_Problem:_
The lines to reproduce from the material below are those from the one containing "example-based test projects" through the one containing "Endpoints are documented", both included; write them out exactly and add nothing.

_Record excerpts:_
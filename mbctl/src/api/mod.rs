//! API layer for HTTP request handling and data models.
//!
//! - **[`handlers`]**: Axum route handlers for all API endpoints
//! - **[`models`]**: Request/response data structures for API communication
//!
//! # API Structure
//!
//! - **Proxy** (`/proxy`): forward a caller-built provider request with
//!   credential injection
//! - **Invoke** (`/models/{model_name}/invoke`): compile and stream a request
//!   for a configured model, with quota enforcement and usage recording
//! - **Models** (`/models`): registry metadata listing
//! - **Projects** (`/projects/*`): CRUD, sharing and prompt optimization for
//!   example-based test projects
//! - **Monitoring** (`/monitor-once`): run the offline API monitor battery
//!
//! All endpoints except `/healthz` and `/monitor-once` require a bearer JWT.
//! Endpoints are documented with OpenAPI annotations via `utoipa`; the
//! rendered documentation is served at `/docs`.

pub mod handlers;
pub mod models;
use crate::{AppState, auth::CurrentUser, errors::Result, registry::ModelMetadata};
use axum::{Json, extract::State};
use std::collections::BTreeMap;

/// List the configured models
#[utoipa::path(
    get,
    path = "/models",
    tag = "models",
    summary = "List configured models",
    description = "Display metadata for every model in the registry, keyed by display name",
    responses(
        (status = 200, description = "Model metadata by display name", body = Object),
        (status = 401, description = "Unauthorized"),
    ),
    security(("bearer_jwt" = []))
)]
pub async fn list_models(
    State(state): State<AppState>,
    _user: CurrentUser,
) -> Result<Json<BTreeMap<String, ModelMetadata>>> {
    Ok(Json(state.registry.metadata()))
}
//! Request/response shapes for the proxy and invoke endpoints.

use serde::Deserialize;
use serde_json::{Map, Value};
use std::collections::BTreeMap;
use utoipa::ToSchema;

/// Body of `POST /proxy`: a caller-built provider request.
#[derive(Debug, Clone, Deserialize, ToSchema)]
pub struct ProxyRequest {
    /// Full provider URL; the provider is identified from its host
    pub url: String,
    pub options: ProxyOptions,
}

#[derive(Debug, Clone, Default, Deserialize, ToSchema)]
pub struct ProxyOptions {
    #[serde(default)]
    pub headers: BTreeMap<String, String>,
    #[serde(default)]
    #[schema(value_type = Object)]
    pub body: Value,
}

/// Body of `POST /models/{model_name}/invoke`.
#[derive(Debug, Clone, Deserialize, ToSchema)]
pub struct InvokeRequest {
    /// Payload parameters merged into the model's request template
    #[schema(value_type = Object)]
    pub parameters: Map<String, Value>,
    /// Input fields interpolated into `{{ field }}` tokens of the parameters
    #[serde(default)]
    #[schema(value_type = Option<Object>)]
    pub inputs: Option<Map<String, Value>>,
}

_Answer to the problem:_
//!   example-based test projects
//! - **Monitoring** (`/monitor-once`): run the offline API monitor battery
//!
//! All endpoints except `/healthz` and `/monitor-once` require a bearer JWT.
//! Endpoints are documented with OpenAPI annotations via `utoipa`; the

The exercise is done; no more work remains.